UK Transport Secretary Grant Shapps insisted there was no petrol shortage and that drivers should fill up as normal, as industry leaders said a plan to issue 10,000 emergency visas was insufficient.
A visa scheme has been set up to allow 5,000 heavy goods vehicle drivers and 5,500 poultry hands to work in the UK until Christmas Eve, in an attempt to keep supermarket shelves stocked and tackle delivery difficulties at petrol stations.
Mr Shapps accused haulage industry leaders of “manufacturing the crisis” so that they can employ cheaper drivers from Europe.
The UK is suffering supply chain problems with some empty shelves in supermarkets, exacerbated by a shortage of HGV drivers, sparking fears that a petrol shortage is around the corner.

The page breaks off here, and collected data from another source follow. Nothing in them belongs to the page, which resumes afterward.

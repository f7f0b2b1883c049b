//! UTF-8 encoding of code points.

use core::{array, iter};

use crate::{
    MAX_CODE_POINT,
    code_points::CodePoints,
    error::{ErrorKind, UtfError},
    sink::Sink,
};

/// The shortest UTF-8 form of a single code point.
#[derive(Debug, Clone, Copy, PartialEq, Eq)]
pub struct Utf8Units {
    bytes: [u8; 4],
    len: u8,
}

impl Utf8Units {
    /// Encodes `code_point`, or returns `None` if it is above U+10FFFF.
    ///
    /// Surrogate values get their three-byte form, which the decoder in this
    /// crate reads back unchanged.
    ///
    /// ```rust
    /// use utfconv::Utf8Units;
    ///
    /// assert_eq!(Utf8Units::from_code_point(0x20AC).unwrap().as_slice(), b"\xE2\x82\xAC");
    /// assert_eq!(Utf8Units::from_code_point(0x110000), None);
    /// ```
    // Every cast below keeps only bits already masked or shifted into range.
    #[allow(clippy::cast_possible_truncation)]
    #[must_use]
    pub fn from_code_point(code_point: u32) -> Option<Self> {
        let cont = |shift: u32| 0x80 | ((code_point >> shift) & 0x3F) as u8;
        let (bytes, len) = match code_point {
            0..=0x7F => ([code_point as u8, 0, 0, 0], 1),
            0x80..=0x7FF => ([0xC0 | (code_point >> 6) as u8, cont(0), 0, 0], 2),
            0x800..=0xFFFF => ([0xE0 | (code_point >> 12) as u8, cont(6), cont(0), 0], 3),
            0x1_0000..=MAX_CODE_POINT => (
                [0xF0 | (code_point >> 18) as u8, cont(12), cont(6), cont(0)],
                4,
            ),
            _ => return None,
        };
        Some(Self { bytes, len })
    }

    /// The encoded bytes.
    #[must_use]
    pub fn as_slice(&self) -> &[u8] {
        &self.bytes[..usize::from(self.len)]
    }
}

impl IntoIterator for Utf8Units {
    type Item = u8;
    type IntoIter = iter::Take<array::IntoIter<u8, 4>>;

    fn into_iter(self) -> Self::IntoIter {
        self.bytes.into_iter().take(usize::from(self.len))
    }
}

/// Encodes `source` as UTF-8 into `sink` and returns the number of bytes
/// written.
///
/// # Errors
///
/// Decode errors for UTF-8 input are positioned in the source. Out-of-range
/// code points and a full sink are positioned in the destination.
///
/// ```rust
/// use utfconv::encode_to_utf8;
///
/// let mut out = Vec::new();
/// assert_eq!(encode_to_utf8(&[0x48_u32, 0x1F600], &mut out), Ok(5));
/// assert_eq!(out, "H\u{1F600}".as_bytes());
/// ```
pub fn encode_to_utf8<C, K>(source: C, mut sink: K) -> Result<usize, UtfError>
where
    C: CodePoints,
    K: Sink<u8>,
{
    let mut written = 0;
    source.try_for_each_code_point(|_, code_point| {
        let units = Utf8Units::from_code_point(code_point)
            .ok_or(UtfError::at_destination(ErrorKind::CodePointOutOfRange, written))?;
        for byte in units {
            if sink.put(byte).is_err() {
                tracing::debug!(written, "UTF-8 sink is full");
                return Err(UtfError::at_destination(ErrorKind::DestinationFull, written));
            }
            written += 1;
        }
        Ok(())
    })?;
    Ok(written)
}
use clap::Parser;
use log::info;

use std::error::Error;
use std::sync::atomic::AtomicBool;
use std::sync::Arc;

use shmcache::proxy::{CacheHandler, ProxyConfig, ProxyContext};
use shmcache::server::FileServer;
use shmcache::shutdown::install_drain_handler;

#[derive(Parser)]
#[clap(name = "webproxy", about = "Front-end proxy for the shared-memory file cache")]
struct Opts {
    #[clap(short = 'c', long = "config", default_value = "webproxy.toml")]
    config: String,
    #[clap(short = 'p', long = "listen-port")]
    listen_port: Option<u16>,
    #[clap(short = 'n', long = "segment-count")]
    segment_count: Option<usize>,
    #[clap(short = 'z', long = "segment-size")]
    segment_size: Option<usize>,
    #[clap(short = 't', long = "thread-count")]
    thread_count: Option<usize>,
}

fn main() -> Result<(), Box<dyn Error>> {
    env_logger::Builder::from_env(env_logger::Env::default().default_filter_or("info")).init();

    let opts: Opts = Opts::parse();
    let mut cfg: ProxyConfig = confy::load_path(&opts.config)?;
    if let Some(port) = opts.listen_port {
        cfg.listen_port = port;
    }
    if let Some(count) = opts.segment_count {
        cfg.segment_count = count;
    }
    if let Some(size) = opts.segment_size {
        cfg.segment_size = size;
    }
    if let Some(threads) = opts.thread_count {
        cfg.worker_threads = threads;
    }
    cfg.validate()?;

    let shutdown = Arc::new(AtomicBool::new(false));
    let ctx = Arc::new(ProxyContext::new(&cfg, Arc::clone(&shutdown))?);

    {
        let ctx = Arc::clone(&ctx);
        install_drain_handler(Arc::clone(&shutdown), move || {
            let _ = ctx.pool.shutdown();
        })?;
    }

    let server = FileServer::new(cfg.listen_port, cfg.worker_threads, cfg.max_pending);
    server.serve(
        Arc::new(CacheHandler::new(Arc::clone(&ctx))),
        Arc::clone(&shutdown),
    )?;

    // Every in-flight handshake has bounded waits, so this terminates even
    // if the cache process is gone.
    let segments = ctx.pool.drain_all()?;
    info!("drained {} segments, removing shared mappings", segments.len());
    drop(segments);
    Ok(())
}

Those fears prompted people to spend hours queuing for petrol and on Sunday Mr Shapps said there was enough petrol if drivers filled up as normal.
“I think the important thing to know is that within the country, at the six refineries and 47 storage facilities, there is plenty of fuel, there is no shortage of fuel within the country,” Mr Shapps said.
“The most important thing is actually that if people carry on as they normally would and fill up their cars when they normally would, then you won't have queues and you won't have shortages at the pump either.
Plans to offer 5,000 three-month visas for lorry drivers were “insufficient” to address supply issues in the lead up to Christmas, retail and haulage industry leaders said.
Other measures already announced include training up to 4,000 new HGV drivers, and increasing capacity at driving test centres.
The Road Haulage Association, the British Retail Consortium and the British Chamber of Commerce all criticised the scope of the visa measures. In turn, Mr Shapps accused the drivers of creating the problem.
Mr Shapps said: “I'm afraid there has been some pretty irresponsible briefing out by one of the road haulage associations, which has helped to spark a crisis, and that's very, very unhelpful, it's counterproductive”.
“I know that they're desperate to have more European drivers undercutting British salaries.”
Andrew Opie, a director at the British Retail Consortium, said the limit of 5,000 HGV visas would do “little to alleviate the current shortfall” and called for visas to be extended to “all sectors of the retail industry".
The coronavirus pandemic has exacerbated a global shortage of lorry drivers, and there have been long-term issues in the UK with vacancy numbers, an ageing workforce, low wages and poor lorry stop conditions.